### Goal of the exercise
Note every line in the entries that contains the string "SubscriptionFailure", and copy it.

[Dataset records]

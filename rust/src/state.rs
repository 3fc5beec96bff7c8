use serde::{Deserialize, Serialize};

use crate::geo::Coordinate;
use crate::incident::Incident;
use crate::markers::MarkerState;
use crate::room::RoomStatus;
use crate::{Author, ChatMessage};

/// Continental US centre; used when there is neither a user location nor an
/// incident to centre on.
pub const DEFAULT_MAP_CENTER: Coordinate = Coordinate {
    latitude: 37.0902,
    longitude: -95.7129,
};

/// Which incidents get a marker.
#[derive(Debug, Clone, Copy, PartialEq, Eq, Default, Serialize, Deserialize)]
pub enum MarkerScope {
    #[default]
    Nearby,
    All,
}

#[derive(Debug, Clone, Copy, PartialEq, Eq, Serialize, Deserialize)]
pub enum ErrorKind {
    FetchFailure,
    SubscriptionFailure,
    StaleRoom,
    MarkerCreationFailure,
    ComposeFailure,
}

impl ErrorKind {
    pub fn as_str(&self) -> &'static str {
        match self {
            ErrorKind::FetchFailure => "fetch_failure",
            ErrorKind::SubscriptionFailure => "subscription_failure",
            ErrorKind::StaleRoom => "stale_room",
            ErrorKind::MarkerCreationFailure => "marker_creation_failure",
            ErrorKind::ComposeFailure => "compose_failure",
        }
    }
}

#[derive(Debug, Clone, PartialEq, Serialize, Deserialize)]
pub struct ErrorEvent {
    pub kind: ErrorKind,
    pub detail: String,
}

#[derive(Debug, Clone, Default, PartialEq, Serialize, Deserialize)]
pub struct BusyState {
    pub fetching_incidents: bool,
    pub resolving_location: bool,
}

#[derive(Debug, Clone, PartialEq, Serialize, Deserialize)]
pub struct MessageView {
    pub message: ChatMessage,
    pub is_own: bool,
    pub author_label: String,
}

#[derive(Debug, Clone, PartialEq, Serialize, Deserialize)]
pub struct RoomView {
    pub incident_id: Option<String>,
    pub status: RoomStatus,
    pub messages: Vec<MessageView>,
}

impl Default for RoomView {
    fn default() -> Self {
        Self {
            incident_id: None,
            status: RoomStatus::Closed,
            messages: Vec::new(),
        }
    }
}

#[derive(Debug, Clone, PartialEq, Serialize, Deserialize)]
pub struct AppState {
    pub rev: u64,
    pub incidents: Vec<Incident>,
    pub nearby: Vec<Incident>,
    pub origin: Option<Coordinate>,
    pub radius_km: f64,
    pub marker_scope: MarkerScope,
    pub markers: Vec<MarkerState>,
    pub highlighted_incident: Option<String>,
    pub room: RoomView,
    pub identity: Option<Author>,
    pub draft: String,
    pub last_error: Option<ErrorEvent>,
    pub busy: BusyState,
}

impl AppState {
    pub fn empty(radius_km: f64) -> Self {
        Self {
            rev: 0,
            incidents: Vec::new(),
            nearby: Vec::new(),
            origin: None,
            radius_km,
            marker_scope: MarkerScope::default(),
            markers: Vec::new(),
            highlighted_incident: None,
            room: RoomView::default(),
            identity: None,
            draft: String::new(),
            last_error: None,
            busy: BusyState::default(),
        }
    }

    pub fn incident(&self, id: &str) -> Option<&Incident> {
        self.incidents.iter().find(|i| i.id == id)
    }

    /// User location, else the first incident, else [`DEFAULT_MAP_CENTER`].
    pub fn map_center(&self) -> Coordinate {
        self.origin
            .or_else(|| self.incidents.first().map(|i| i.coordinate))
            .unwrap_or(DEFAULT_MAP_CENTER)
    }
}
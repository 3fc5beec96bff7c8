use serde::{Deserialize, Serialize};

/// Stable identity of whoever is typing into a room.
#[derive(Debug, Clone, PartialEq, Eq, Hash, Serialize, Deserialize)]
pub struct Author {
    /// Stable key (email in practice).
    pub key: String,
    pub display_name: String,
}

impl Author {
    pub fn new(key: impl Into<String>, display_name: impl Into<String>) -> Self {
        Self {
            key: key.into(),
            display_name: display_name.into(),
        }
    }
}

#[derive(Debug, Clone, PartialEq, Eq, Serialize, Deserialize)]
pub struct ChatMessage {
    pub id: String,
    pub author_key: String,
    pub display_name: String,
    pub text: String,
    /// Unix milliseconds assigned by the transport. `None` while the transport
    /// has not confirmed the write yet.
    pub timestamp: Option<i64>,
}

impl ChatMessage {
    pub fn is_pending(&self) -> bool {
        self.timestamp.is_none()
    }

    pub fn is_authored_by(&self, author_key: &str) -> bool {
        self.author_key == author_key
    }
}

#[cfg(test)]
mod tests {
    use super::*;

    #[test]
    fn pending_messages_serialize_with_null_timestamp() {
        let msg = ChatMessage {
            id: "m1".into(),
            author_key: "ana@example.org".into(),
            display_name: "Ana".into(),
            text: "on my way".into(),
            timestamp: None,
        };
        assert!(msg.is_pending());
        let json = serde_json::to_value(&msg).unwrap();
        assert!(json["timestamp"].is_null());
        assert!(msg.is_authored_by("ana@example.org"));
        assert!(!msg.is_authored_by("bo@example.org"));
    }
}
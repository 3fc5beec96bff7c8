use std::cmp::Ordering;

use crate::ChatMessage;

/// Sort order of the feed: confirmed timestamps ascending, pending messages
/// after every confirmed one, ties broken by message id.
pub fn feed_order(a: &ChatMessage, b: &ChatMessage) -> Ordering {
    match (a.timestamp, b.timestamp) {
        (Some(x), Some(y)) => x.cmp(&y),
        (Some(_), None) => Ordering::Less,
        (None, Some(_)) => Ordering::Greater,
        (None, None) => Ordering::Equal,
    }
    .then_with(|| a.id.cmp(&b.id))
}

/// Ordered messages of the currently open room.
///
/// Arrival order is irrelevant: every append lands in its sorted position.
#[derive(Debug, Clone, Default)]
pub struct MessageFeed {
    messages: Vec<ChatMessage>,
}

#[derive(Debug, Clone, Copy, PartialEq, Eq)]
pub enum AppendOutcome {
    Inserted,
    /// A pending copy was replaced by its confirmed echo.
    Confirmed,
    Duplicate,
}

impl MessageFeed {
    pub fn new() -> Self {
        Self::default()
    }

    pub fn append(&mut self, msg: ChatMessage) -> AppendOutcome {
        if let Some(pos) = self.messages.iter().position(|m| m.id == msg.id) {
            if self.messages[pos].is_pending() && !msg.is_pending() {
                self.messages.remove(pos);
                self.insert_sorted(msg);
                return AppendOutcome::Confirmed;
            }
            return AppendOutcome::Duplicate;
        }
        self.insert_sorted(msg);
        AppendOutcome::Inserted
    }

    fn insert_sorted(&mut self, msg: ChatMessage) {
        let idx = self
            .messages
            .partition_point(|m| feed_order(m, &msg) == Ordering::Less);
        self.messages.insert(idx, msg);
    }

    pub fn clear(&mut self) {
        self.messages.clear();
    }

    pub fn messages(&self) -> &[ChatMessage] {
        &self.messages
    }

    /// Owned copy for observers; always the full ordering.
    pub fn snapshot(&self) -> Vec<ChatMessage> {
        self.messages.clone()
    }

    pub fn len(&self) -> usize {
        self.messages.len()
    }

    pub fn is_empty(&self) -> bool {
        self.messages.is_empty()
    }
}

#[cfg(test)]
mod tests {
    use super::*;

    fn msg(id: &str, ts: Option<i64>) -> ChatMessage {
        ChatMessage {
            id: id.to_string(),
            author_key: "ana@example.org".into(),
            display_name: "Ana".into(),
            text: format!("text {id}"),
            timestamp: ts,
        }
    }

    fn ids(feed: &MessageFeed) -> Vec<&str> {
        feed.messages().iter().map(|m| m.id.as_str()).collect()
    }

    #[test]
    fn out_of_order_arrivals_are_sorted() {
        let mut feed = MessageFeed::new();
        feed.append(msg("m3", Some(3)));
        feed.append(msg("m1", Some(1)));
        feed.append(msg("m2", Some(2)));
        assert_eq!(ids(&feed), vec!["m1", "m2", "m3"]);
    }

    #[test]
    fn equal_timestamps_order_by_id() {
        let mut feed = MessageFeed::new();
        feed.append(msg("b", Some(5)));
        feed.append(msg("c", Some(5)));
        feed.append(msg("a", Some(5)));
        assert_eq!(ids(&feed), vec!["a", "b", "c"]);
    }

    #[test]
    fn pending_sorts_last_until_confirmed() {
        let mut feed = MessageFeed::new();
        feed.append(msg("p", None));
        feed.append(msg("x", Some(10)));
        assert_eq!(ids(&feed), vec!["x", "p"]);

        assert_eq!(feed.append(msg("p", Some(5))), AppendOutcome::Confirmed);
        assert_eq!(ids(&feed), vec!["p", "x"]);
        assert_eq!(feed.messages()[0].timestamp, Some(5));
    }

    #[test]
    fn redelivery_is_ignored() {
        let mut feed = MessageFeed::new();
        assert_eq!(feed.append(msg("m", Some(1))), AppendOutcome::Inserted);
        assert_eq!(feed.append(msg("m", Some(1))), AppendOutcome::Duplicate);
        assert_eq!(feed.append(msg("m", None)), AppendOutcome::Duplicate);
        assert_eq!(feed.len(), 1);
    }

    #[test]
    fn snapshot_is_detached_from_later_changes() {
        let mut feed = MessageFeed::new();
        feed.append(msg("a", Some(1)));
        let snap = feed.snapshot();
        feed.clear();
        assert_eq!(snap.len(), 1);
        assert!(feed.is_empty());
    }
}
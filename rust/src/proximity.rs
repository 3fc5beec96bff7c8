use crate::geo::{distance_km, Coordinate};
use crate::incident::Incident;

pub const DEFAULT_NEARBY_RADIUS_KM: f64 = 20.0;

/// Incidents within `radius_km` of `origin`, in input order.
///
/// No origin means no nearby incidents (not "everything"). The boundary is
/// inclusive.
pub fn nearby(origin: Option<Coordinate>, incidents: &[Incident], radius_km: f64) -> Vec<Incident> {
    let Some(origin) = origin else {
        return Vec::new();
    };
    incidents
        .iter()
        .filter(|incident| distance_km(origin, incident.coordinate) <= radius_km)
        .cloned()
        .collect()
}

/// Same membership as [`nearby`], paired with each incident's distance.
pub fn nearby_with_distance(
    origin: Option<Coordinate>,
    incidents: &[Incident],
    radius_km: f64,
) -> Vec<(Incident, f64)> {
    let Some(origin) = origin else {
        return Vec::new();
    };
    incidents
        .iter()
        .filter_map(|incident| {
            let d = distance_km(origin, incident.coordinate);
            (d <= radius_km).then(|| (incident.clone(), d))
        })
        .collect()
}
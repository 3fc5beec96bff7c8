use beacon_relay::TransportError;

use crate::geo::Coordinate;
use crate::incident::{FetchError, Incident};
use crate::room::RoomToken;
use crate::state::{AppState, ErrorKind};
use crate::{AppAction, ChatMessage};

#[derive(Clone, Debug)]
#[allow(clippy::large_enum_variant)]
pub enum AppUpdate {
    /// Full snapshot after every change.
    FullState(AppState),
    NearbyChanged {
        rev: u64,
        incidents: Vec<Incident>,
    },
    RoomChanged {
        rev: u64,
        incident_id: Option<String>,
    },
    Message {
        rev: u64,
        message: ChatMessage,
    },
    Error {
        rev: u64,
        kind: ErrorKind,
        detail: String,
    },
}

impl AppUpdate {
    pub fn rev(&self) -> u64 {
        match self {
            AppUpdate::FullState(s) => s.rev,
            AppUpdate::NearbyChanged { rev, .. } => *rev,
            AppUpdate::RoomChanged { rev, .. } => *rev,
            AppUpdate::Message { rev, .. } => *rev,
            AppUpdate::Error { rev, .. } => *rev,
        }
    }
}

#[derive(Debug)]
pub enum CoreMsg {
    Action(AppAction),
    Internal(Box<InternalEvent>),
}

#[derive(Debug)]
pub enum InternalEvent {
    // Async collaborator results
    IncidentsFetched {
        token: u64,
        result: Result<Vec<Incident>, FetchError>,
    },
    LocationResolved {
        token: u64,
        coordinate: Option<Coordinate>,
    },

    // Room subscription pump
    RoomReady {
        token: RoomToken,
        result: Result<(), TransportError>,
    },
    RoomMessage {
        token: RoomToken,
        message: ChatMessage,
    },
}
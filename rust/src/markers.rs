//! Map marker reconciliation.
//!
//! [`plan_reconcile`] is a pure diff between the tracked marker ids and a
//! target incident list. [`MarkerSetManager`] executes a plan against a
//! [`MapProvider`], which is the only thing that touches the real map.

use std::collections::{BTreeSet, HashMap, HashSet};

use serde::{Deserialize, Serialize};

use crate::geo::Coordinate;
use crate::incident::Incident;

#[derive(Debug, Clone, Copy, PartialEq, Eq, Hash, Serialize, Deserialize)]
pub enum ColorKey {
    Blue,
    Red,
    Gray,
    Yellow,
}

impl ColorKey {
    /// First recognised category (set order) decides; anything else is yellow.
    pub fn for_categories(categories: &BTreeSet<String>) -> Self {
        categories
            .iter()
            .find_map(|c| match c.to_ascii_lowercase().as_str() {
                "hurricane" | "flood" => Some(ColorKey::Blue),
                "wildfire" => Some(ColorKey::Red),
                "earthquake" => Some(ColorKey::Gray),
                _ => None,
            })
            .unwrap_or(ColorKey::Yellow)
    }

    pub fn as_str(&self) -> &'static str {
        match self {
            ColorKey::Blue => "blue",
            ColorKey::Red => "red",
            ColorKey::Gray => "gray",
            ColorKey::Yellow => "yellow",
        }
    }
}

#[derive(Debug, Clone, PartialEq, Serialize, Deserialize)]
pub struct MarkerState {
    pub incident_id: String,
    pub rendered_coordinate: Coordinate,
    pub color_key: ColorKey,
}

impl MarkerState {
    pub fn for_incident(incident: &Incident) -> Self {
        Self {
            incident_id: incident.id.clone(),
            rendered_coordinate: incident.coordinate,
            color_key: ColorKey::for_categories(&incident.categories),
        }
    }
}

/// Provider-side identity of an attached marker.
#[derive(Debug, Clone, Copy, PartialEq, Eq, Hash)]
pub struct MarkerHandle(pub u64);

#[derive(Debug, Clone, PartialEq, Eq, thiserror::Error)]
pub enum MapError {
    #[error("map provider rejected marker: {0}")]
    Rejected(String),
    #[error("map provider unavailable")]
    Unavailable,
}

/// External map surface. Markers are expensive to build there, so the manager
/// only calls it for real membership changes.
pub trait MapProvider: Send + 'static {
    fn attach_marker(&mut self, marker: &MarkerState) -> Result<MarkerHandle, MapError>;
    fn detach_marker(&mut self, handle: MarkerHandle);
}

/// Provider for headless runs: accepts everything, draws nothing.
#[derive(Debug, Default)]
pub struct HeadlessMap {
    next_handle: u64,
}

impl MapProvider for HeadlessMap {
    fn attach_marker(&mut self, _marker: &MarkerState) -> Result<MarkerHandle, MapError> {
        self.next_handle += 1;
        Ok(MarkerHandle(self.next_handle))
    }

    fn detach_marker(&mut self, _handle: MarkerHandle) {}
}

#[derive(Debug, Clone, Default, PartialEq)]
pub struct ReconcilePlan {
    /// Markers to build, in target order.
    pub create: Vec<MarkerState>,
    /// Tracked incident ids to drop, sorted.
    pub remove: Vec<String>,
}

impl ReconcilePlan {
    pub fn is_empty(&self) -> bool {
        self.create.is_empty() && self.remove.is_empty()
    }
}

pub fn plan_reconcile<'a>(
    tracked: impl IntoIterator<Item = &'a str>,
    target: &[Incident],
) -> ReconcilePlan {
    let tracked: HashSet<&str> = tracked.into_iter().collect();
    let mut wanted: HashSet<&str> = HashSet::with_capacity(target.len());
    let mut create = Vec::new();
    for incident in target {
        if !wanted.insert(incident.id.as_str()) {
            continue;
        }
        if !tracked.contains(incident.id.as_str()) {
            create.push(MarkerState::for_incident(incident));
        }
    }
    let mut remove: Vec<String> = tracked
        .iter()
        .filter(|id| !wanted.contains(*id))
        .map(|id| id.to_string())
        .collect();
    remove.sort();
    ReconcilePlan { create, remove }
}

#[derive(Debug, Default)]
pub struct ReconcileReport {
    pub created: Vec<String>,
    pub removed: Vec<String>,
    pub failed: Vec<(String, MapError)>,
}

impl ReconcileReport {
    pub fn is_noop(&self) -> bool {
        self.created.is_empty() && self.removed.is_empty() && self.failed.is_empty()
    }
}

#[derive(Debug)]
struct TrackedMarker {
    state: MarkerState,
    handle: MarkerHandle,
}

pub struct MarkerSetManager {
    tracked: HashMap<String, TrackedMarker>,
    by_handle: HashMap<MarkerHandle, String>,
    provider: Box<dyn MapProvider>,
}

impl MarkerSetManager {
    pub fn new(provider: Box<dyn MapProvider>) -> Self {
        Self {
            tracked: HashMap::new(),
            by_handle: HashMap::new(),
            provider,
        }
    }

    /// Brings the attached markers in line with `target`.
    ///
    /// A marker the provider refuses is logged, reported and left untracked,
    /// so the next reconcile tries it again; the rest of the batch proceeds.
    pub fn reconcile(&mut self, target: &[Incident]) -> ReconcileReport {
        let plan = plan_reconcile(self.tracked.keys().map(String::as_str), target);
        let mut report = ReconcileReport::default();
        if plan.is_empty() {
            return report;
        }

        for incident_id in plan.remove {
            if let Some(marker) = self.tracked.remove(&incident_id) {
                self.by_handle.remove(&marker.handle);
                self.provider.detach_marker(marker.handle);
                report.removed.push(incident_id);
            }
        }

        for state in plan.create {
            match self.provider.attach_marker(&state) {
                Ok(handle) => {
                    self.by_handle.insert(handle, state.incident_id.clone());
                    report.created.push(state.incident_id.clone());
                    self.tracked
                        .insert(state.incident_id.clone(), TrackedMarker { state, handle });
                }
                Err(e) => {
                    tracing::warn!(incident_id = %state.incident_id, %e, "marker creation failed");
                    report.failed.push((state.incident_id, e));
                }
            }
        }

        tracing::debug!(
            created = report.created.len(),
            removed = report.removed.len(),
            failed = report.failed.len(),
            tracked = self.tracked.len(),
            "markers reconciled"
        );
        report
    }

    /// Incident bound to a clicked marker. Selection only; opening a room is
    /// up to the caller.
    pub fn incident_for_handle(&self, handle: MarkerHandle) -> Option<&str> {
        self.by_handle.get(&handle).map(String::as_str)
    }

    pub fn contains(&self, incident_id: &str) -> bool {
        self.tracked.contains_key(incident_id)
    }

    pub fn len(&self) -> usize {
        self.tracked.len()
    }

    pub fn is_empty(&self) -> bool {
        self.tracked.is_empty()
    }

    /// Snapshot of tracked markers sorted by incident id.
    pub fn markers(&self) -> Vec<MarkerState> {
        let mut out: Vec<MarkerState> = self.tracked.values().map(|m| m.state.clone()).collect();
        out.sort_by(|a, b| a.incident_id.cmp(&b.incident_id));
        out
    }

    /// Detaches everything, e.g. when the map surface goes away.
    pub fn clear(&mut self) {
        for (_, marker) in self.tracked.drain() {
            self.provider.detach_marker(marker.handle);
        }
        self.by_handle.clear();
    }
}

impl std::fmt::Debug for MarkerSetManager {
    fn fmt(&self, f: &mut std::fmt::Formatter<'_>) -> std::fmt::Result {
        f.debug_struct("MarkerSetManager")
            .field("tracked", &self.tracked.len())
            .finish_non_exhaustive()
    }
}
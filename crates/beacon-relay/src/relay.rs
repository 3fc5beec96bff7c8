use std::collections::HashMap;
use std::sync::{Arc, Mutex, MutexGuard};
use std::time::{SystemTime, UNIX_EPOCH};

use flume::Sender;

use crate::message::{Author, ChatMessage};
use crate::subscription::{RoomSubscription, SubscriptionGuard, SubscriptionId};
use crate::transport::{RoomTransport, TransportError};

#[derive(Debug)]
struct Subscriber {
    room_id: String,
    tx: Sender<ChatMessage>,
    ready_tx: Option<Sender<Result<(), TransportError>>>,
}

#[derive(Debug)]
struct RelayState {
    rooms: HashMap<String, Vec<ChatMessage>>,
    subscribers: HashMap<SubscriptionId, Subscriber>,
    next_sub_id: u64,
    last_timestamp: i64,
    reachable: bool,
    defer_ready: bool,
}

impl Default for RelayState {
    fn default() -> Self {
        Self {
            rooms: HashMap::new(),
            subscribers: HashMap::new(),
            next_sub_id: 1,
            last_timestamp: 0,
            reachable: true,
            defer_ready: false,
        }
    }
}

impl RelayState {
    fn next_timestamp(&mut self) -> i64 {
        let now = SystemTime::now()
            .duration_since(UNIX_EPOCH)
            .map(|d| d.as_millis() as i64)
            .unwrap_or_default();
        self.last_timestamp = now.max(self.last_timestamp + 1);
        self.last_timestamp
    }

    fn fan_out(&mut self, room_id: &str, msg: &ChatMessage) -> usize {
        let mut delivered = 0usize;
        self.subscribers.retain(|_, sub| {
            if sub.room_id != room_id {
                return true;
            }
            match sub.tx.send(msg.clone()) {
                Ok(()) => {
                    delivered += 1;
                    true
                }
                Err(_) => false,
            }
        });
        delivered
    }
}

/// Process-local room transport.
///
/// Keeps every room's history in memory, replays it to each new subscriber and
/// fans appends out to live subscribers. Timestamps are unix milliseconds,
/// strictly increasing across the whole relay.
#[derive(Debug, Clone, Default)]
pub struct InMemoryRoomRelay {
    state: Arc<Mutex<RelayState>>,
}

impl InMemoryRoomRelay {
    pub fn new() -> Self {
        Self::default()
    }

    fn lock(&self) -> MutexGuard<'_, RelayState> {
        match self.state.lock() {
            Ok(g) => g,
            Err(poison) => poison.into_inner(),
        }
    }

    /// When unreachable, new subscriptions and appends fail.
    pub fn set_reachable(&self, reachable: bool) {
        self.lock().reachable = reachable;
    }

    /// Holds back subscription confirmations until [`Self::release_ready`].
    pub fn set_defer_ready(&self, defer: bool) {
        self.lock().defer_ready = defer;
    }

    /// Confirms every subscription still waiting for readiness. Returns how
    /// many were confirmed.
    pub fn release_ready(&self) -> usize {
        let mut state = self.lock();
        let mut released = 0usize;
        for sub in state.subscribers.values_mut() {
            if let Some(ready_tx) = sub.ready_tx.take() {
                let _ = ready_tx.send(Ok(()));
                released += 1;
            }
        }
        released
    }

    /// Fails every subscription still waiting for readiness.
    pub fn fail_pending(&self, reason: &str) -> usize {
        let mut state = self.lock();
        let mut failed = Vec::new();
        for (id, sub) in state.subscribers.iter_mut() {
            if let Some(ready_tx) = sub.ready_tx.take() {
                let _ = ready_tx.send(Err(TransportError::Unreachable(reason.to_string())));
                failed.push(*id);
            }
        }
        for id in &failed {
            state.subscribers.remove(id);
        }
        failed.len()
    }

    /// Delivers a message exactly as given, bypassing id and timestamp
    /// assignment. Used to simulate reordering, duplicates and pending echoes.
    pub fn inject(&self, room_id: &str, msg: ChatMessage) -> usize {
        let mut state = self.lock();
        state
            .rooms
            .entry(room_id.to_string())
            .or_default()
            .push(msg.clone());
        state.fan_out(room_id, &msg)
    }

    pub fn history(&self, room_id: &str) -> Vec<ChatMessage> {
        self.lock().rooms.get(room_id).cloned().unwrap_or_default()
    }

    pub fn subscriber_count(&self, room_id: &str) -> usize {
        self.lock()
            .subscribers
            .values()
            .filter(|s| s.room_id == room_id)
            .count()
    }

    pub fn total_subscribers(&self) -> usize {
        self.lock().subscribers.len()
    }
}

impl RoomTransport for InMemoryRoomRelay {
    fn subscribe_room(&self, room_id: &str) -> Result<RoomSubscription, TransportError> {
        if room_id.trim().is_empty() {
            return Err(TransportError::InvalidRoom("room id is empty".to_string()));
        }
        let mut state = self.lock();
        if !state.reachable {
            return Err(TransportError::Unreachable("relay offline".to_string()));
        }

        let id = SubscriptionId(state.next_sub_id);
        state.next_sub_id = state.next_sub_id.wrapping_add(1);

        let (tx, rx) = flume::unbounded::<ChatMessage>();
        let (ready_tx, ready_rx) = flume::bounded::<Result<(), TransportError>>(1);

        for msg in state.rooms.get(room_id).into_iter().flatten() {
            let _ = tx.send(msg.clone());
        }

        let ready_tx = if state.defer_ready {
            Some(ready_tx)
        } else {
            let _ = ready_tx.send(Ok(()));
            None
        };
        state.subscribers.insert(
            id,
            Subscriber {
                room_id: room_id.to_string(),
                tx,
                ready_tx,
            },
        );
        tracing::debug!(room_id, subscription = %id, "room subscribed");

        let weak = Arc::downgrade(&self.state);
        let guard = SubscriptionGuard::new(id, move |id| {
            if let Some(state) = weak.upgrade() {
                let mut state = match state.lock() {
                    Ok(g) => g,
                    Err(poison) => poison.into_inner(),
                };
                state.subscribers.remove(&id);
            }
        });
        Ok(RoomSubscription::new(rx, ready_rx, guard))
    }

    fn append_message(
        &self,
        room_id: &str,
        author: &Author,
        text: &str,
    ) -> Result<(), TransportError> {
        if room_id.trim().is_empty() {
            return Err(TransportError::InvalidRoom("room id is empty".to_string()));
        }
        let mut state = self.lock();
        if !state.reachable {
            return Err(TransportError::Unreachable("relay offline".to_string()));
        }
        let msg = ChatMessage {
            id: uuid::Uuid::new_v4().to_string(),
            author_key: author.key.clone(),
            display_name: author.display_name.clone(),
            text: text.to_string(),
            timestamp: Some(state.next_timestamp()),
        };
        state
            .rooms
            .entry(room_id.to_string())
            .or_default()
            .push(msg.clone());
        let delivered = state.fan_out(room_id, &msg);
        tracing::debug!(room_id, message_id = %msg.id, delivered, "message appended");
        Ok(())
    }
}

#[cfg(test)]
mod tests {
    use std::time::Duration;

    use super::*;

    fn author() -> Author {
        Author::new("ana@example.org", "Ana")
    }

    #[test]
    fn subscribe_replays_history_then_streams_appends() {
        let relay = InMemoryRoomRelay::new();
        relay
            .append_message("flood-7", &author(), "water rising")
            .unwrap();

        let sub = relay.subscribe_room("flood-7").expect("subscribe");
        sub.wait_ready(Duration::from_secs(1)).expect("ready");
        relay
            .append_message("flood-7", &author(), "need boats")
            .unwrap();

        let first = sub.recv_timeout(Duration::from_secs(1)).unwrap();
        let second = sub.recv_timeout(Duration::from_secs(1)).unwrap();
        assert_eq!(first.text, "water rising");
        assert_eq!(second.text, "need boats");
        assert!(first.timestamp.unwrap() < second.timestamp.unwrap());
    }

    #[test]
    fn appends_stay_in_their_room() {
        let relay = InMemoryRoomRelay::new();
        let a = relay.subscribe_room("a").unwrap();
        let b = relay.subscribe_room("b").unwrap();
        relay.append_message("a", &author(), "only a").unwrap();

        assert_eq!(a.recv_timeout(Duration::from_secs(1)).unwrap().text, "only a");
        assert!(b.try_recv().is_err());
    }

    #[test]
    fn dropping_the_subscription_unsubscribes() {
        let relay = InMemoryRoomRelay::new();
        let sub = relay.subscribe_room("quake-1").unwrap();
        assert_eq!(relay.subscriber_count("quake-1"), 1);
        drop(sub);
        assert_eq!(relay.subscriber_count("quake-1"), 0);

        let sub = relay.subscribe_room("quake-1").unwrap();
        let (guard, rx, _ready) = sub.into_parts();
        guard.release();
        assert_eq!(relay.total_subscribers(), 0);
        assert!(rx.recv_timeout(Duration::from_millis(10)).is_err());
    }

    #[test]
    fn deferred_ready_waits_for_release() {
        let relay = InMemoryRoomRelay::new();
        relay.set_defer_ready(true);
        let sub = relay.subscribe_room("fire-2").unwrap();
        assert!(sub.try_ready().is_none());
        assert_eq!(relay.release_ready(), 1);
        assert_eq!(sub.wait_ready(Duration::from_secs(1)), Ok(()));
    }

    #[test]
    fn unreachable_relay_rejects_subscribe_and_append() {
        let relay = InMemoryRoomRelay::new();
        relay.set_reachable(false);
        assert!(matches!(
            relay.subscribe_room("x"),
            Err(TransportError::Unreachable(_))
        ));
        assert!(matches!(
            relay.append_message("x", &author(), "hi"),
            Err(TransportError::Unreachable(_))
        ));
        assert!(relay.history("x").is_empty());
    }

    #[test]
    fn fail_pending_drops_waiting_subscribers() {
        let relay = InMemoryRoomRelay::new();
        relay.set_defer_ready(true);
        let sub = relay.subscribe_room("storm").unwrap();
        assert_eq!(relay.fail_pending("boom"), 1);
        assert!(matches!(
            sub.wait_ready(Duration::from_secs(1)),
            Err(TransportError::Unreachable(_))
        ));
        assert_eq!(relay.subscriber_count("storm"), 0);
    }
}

### Your response
    SubscriptionFailure,
            ErrorKind::SubscriptionFailure => "subscription_failure",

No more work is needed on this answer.